So, although emotion shows effects on EPN and LPP when pictures are matched on nonemotional features, it is unresolved how large the confounding effects of nonemotional features are on EPN and LPP if emotional pictures are not matched for nonemotional features. In other words, if it could be shown that the confounding effects of nonemotional features are small or average out relative to effects of emotion, such results would suggest that it may be unnecessary to match pictures on nonemotional features.

Because no prior study has addressed this question (Olofsson et al., 2008), we selected 400 pictures in the range of neutral to negative valence from the International Affective Picture System (IAPS) that is a cross-culturally validated set of emotional and neutral pictures from various contexts and currently contains more than 1000 pictures (Lang et al., 2008).
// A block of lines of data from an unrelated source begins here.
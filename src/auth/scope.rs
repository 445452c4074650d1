//! Scope vocabulary
//!
//! The closed set of permission strings a token may carry, plus the pure
//! validators used by the provider and the resource guard.

use crate::error::OAuthError;
use serde::{Deserialize, Serialize};
use std::fmt;
use std::str::FromStr;

/// A named permission limiting what a token authorizes
#[derive(Debug, Clone, Copy, PartialEq, Eq, Hash, PartialOrd, Ord, Serialize, Deserialize)]
#[serde(rename_all = "lowercase")]
pub enum Scope {
    /// Read the resource owner's profile
    User,
    /// Create and modify reviews
    Review,
    /// Vote on reviews
    Vote,
}

impl Scope {
    /// The global vocabulary
    pub const ALL: [Scope; 3] = [Scope::User, Scope::Review, Scope::Vote];

    pub fn as_str(&self) -> &'static str {
        match self {
            Scope::User => "user",
            Scope::Review => "review",
            Scope::Vote => "vote",
        }
    }

    /// Short description shown on the consent prompt
    pub fn description(&self) -> &'static str {
        match self {
            Scope::User => "Access to your profile",
            Scope::Review => "Create and modify your reviews",
            Scope::Vote => "Submit and delete votes on reviews",
        }
    }
}

impl fmt::Display for Scope {
    fn fmt(&self, f: &mut fmt::Formatter<'_>) -> fmt::Result {
        f.write_str(self.as_str())
    }
}

impl FromStr for Scope {
    type Err = OAuthError;

    fn from_str(s: &str) -> Result<Self, Self::Err> {
        match s {
            "user" => Ok(Scope::User),
            "review" => Ok(Scope::Review),
            "vote" => Ok(Scope::Vote),
            _ => Err(OAuthError::InvalidScope),
        }
    }
}

/// Check that every whitespace-separated item of `requested` is in `allowed`.
///
/// `None` means the global vocabulary. Empty or blank input is invalid.
pub fn validate_scope(requested: &str, allowed: Option<&[Scope]>) -> bool {
    let allowed = allowed.unwrap_or(&Scope::ALL);
    let mut items = requested.split_whitespace().peekable();
    if items.peek().is_none() {
        return false;
    }
    items.all(|item| {
        item.parse::<Scope>()
            .map(|scope| allowed.contains(&scope))
            .unwrap_or(false)
    })
}

/// Parse a scope string into the vocabulary, failing with `InvalidScope`
pub fn parse_scopes(requested: &str) -> Result<Vec<Scope>, OAuthError> {
    if !validate_scope(requested, None) {
        return Err(OAuthError::InvalidScope);
    }
    let mut scopes = requested
        .split_whitespace()
        .map(Scope::from_str)
        .collect::<Result<Vec<_>, _>>()?;
    scopes.sort();
    scopes.dedup();
    Ok(scopes)
}

/// Scopes stored on a persisted row. Unknown items are ignored.
pub fn stored_scopes(stored: &str) -> Vec<Scope> {
    stored
        .split_whitespace()
        .filter_map(|item| item.parse().ok())
        .collect()
}

/// True when every required scope is present in the stored scope string
pub fn scope_contains(stored: &str, required: &[Scope]) -> bool {
    let granted = stored_scopes(stored);
    required.iter().all(|scope| granted.contains(scope))
}

/// True when `requested` is a non-empty subset of the `granted` scope string
pub fn is_subset(requested: &str, granted: &str) -> bool {
    let granted = stored_scopes(granted);
    validate_scope(requested, Some(&granted))
}

/// Canonical space-joined representation
pub fn join_scopes(scopes: &[Scope]) -> String {
    scopes
        .iter()
        .map(Scope::as_str)
        .collect::<Vec<_>>()
        .join(" ")
}

#[cfg(test)]
mod tests {
    use super::*;

    #[test]
    fn test_validate_scope_global_vocabulary() {
        assert!(validate_scope("user", None));
        assert!(validate_scope("review vote", None));
        assert!(validate_scope("  vote\treview  ", None));
        assert!(!validate_scope("review admin", None));
        assert!(!validate_scope("", None));
        assert!(!validate_scope("   ", None));
    }

    #[test]
    fn test_validate_scope_allowed_set() {
        let allowed = [Scope::Review];
        assert!(validate_scope("review", Some(&allowed)));
        assert!(!validate_scope("review vote", Some(&allowed)));
        assert!(!validate_scope("user", Some(&[])));
    }

    #[test]
    fn test_parse_scopes_dedups_and_orders() {
        let scopes = parse_scopes("vote review vote").unwrap();
        assert_eq!(scopes, vec![Scope::Review, Scope::Vote]);
        assert_eq!(join_scopes(&scopes), "review vote");
        assert_eq!(parse_scopes("nope"), Err(OAuthError::InvalidScope));
    }

    #[test]
    fn test_scope_contains() {
        assert!(scope_contains("review vote", &[Scope::Review, Scope::Vote]));
        assert!(scope_contains("user review vote", &[Scope::Vote]));
        assert!(!scope_contains("review", &[Scope::Review, Scope::Vote]));
        assert!(scope_contains("", &[]));
    }

    #[test]
    fn test_is_subset() {
        assert!(is_subset("review", "review vote"));
        assert!(!is_subset("user", "review vote"));
        assert!(!is_subset("", "review"));
    }
}
impl AuthorizationProvider {
    pub fn new(storage: Arc<dyn Storage>, config: ProviderConfig) -> Self {
        Self { storage, config }
    }

    pub fn storage(&self) -> &Arc<dyn Storage> {
        &self.storage
    }

    pub fn config(&self) -> &ProviderConfig {
        &self.config
    }

    /// Validate an authorization request before the consent prompt.
    ///
    /// Checks client, response type, redirect URI and scope in that order
    /// and returns the client so the prompt can show its metadata.
    pub async fn validate_authorization_request(
        &self,
        req: &AuthorizationRequest,
    ) -> Result<Client> {
        let client = match req.client_id.as_deref() {
            Some(client_id) => self.storage.get_client(client_id).await?,
            None => None,
        };
        let client = client.ok_or_else(|| reject(OAuthError::InvalidClient))?;

        if req.response_type.as_deref() != Some(RESPONSE_TYPE_CODE) {
            return Err(reject(OAuthError::UnsupportedResponseType));
        }

        let redirect_uri = req.redirect_uri.as_deref().unwrap_or_default();
        if !redirect_matches(&client, redirect_uri) {
            return Err(reject(OAuthError::InvalidRedirectUri));
        }

        if let Some(requested) = req.scope.as_deref().filter(|s| !s.is_empty())
            && !scope::validate_scope(requested, None)
        {
            return Err(reject(OAuthError::InvalidScope));
        }

        Ok(client)
    }

    /// Mint a one-time authorization code after the resource owner approved.
    ///
    /// Regenerates the code on a collision, up to a few attempts.
    pub async fn generate_grant(
        &self,
        client_id: &str,
        user_id: &str,
        redirect_uri: &str,
        scope: &str,
    ) -> Result<String> {
        for _ in 0..GRANT_CODE_ATTEMPTS {
            let grant = Grant {
                id: Uuid::new_v4().to_string(),
                client_id: client_id.to_string(),
                code: generate_string(self.config.token_length),
                user_id: user_id.to_string(),
                redirect_uri: redirect_uri.to_string(),
                scope: scope.to_string(),
                expires: Utc::now() + self.config.grant_expire,
            };

            if self.storage.insert_grant(&grant).await? {
                tracing::info!(client_id = %client_id, user_id = %user_id, "Authorization grant issued");
                crate::telemetry::record_grant_issued();
                return Ok(grant.code);
            }

            tracing::warn!(client_id = %client_id, "Authorization code collision, regenerating");
        }

        Err(GrantryError::storage(
            "Could not allocate a unique authorization code",
        ))
    }

    /// Read-only validation of a token request.
    ///
    /// The client is authenticated before the grant type is looked at, so a
    /// bad secret always reports `invalid_client`.
    pub async fn validate_token_request(
        &self,
        req: &TokenRequest,
    ) -> Result<ValidatedTokenRequest> {
        let client = self
            .authenticate_client(req.client_id.as_deref(), req.client_secret.as_deref())
            .await?;

        let source = match req.grant().map_err(reject)? {
            TokenGrant::AuthorizationCode { code, redirect_uri } => {
                let now = Utc::now();
                let grant = self
                    .storage
                    .get_grant(&client.client_id, &code)
                    .await?
                    .filter(|g| g.is_valid_at(now))
                    .ok_or_else(|| reject(OAuthError::InvalidGrant))?;

                if grant.redirect_uri != redirect_uri {
                    return Err(reject(OAuthError::InvalidRedirectUri));
                }
                GrantSource::AuthorizationCode(grant)
            }
            TokenGrant::RefreshToken { refresh_token } => {
                let token = self
                    .storage
                    .get_token_by_refresh(&client.client_id, &refresh_token)
                    .await?
                    .ok_or_else(|| reject(OAuthError::InvalidGrant))?;
                GrantSource::RefreshToken(token)
            }
        };

        Ok(ValidatedTokenRequest { client, source })
    }

    /// Issue a token for the pair, discarding any previous one.
    ///
    /// A fresh refresh token is generated when `refresh_token` is `None` or
    /// empty; otherwise the given one is kept. The access token always rotates.
    pub async fn issue_token(
        &self,
        client_id: &str,
        refresh_token: Option<&str>,
        user_id: &str,
        scope: &str,
    ) -> Result<IssuedToken> {
        let token = self.build_token(client_id, refresh_token, user_id, scope);
        self.storage.replace_token(&token).await?;

        let grant_type = if refresh_token.is_some_and(|r| !r.is_empty()) {
            GRANT_TYPE_REFRESH_TOKEN
        } else {
            GRANT_TYPE_AUTHORIZATION_CODE
        };
        Ok(self.issued(token, grant_type))
    }

    /// Run the full token endpoint exchange: validate, consume, issue.
    pub async fn exchange_token(&self, req: &TokenRequest) -> Result<IssuedToken> {
        let validated = self.validate_token_request(req).await?;
        let scope = narrow_scope(validated.scope(), req.scope.as_deref())?;
        let grant_type = validated.grant_type();
        let client_id = validated.client.client_id;

        match validated.source {
            GrantSource::AuthorizationCode(grant) => {
                let token = self.build_token(&client_id, None, &grant.user_id, &scope);
                // Lost a race with another redemption, or expired since validation
                if !self
                    .storage
                    .redeem_grant(&client_id, &grant.code, Utc::now(), &token)
                    .await?
                {
                    return Err(reject(OAuthError::InvalidGrant));
                }
                Ok(self.issued(token, grant_type))
            }
            GrantSource::RefreshToken(previous) => {
                let token = self.build_token(
                    &client_id,
                    Some(&previous.refresh_token),
                    &previous.user_id,
                    &scope,
                );
                // Revoked or superseded since validation
                if !self
                    .storage
                    .renew_token(&previous.refresh_token, &token)
                    .await?
                {
                    return Err(reject(OAuthError::InvalidGrant));
                }
                Ok(self.issued(token, grant_type))
            }
        }
    }

    /// Resolve an `Authorization` header to the user behind the token.
    ///
    /// Every scope in `required` must have been granted.
    pub async fn get_authorized_user(
        &self,
        authorization: Option<&str>,
        required: &[Scope],
    ) -> Result<AuthorizedUser> {
        let access_token =
            parse_bearer(authorization).ok_or_else(|| reject(OAuthError::NotAuthorized))?;

        let now = Utc::now();
        let token = self
            .storage
            .get_token_by_access(access_token)
            .await?
            .filter(|t| t.is_valid_at(now))
            .ok_or_else(|| reject(OAuthError::InvalidToken))?;

        if !scope::scope_contains(&token.scope, required) {
            return Err(reject(OAuthError::InvalidToken));
        }

        Ok(AuthorizedUser {
            scopes: scope::stored_scopes(&token.scope),
            user_id: token.user_id,
            client_id: token.client_id,
        })
    }

    /// Client-authenticated revocation by refresh token.
    ///
    /// Unknown tokens are not an error.
    pub async fn revoke_token(
        &self,
        client_id: Option<&str>,
        client_secret: Option<&str>,
        refresh_token: &str,
    ) -> Result<()> {
        let client = self.authenticate_client(client_id, client_secret).await?;
        let removed = self
            .storage
            .delete_token(&client.client_id, refresh_token)
            .await?;
        tracing::info!(client_id = %client.client_id, removed, "Token revocation");
        Ok(())
    }

    /// Resource-owner revocation: drop every token `user_id` granted to
    /// `client_id`. Returns how many were removed.
    pub async fn revoke_authorization(&self, user_id: &str, client_id: &str) -> Result<u64> {
        let removed = self
            .storage
            .delete_client_user_tokens(client_id, user_id)
            .await?;
        tracing::info!(client_id = %client_id, user_id = %user_id, removed, "Authorization withdrawn");
        Ok(removed)
    }

    /// Live authorizations a user has granted
    pub async fn authorized_tokens(&self, user_id: &str) -> Result<Vec<Token>> {
        self.storage.list_tokens_by_user(user_id).await
    }

    /// Register a new client with generated credentials
    pub async fn register_client(&self, registration: ClientRegistration) -> Result<Client> {
        if registration.name.trim().is_empty() {
            return Err(GrantryError::validation("client name is required"));
        }
        if registration.owner_user_id.trim().is_empty() {
            return Err(GrantryError::validation("client owner is required"));
        }
        if !is_valid_redirect_uri(&registration.redirect_uri) {
            return Err(GrantryError::validation(format!(
                "invalid redirect uri: {}",
                registration.redirect_uri
            )));
        }

        let client = Client {
            client_id: generate_string(CLIENT_ID_LENGTH),
            client_secret: generate_string(CLIENT_SECRET_LENGTH),
            redirect_uri: registration.redirect_uri,
            owner_user_id: registration.owner_user_id,
            name: registration.name,
            description: registration.description,
            website: registration.website,
            created_at: Utc::now(),
        };
        self.storage.save_client(&client).await?;

        tracing::info!(client_id = %client.client_id, owner = %client.owner_user_id, "Client registered");
        Ok(client)
    }

    async fn authenticate_client(
        &self,
        client_id: Option<&str>,
        client_secret: Option<&str>,
    ) -> Result<Client> {
        let client = match client_id {
            Some(client_id) => self.storage.get_client(client_id).await?,
            None => None,
        };
        let client = client.ok_or_else(|| reject(OAuthError::InvalidClient))?;

        let secret = client_secret.unwrap_or_default();
        if client
            .client_secret
            .as_bytes()
            .ct_eq(secret.as_bytes())
            .unwrap_u8()
            == 0
        {
            return Err(reject(OAuthError::InvalidClient));
        }

        Ok(client)
    }

    fn build_token(
        &self,
        client_id: &str,
        refresh_token: Option<&str>,
        user_id: &str,
        scope: &str,
    ) -> Token {
        Token {
            id: Uuid::new_v4().to_string(),
            client_id: client_id.to_string(),
            user_id: user_id.to_string(),
            access_token: generate_string(self.config.token_length),
            refresh_token: refresh_token
                .filter(|r| !r.is_empty())
                .map(String::from)
                .unwrap_or_else(|| generate_string(self.config.token_length)),
            scope: scope.to_string(),
            expires: Utc::now() + self.config.token_expire,
        }
    }

    fn issued(&self, token: Token, grant_type: &str) -> IssuedToken {
        tracing::info!(
            client_id = %token.client_id,
            user_id = %token.user_id,
            grant_type,
            "Access token issued"
        );
        crate::telemetry::record_token_issued(grant_type);

        IssuedToken {
            access_token: token.access_token,
            token_type: TOKEN_TYPE_BEARER.to_string(),
            expires_in: self.config.token_expire.num_seconds(),
            refresh_token: token.refresh_token,
            scope: token.scope,
        }
    }
}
Although the IAPS is used in many ERP studies (Olofsson et al., 2008), the IAPS pictures vary substantially in many nonemotional features (Colden et al., 2008, Delplanque et al., 2007). For each picture, we determined the following nonemotional features:

  • Picture composition: In a study by Bradley et al. (2007), ERPs to pictures with clear figure-ground organization (simple composition) were compared with ERPs to pictures with scenes (complex composition). The LPP to emotional (vs. neutral) pictures was relatively unaffected by composition. In contrast, the ERPs between 150 and 300 ms were strongly affected by composition: scenes elicited a stronger posterior positivity than did figure-ground compositions. Although no reliable EPN was obtained, effects of composition overlapped in time and location with those typically reported for the EPN (Schupp et al., 2006). These findings suggest that composition might confound EPN results obtained with IAPS. In fact, a recent study found a reverse EPN in that ERPs were more negative for neutral than negative IAPS pictures (Van Strien et al., 2009). To explain this reverse EPN, the authors argued that picture composition confounded their EPN results because negative pictures were more complex than neutral pictures and, thus, elicited a posterior positivity that suppressed the EPN.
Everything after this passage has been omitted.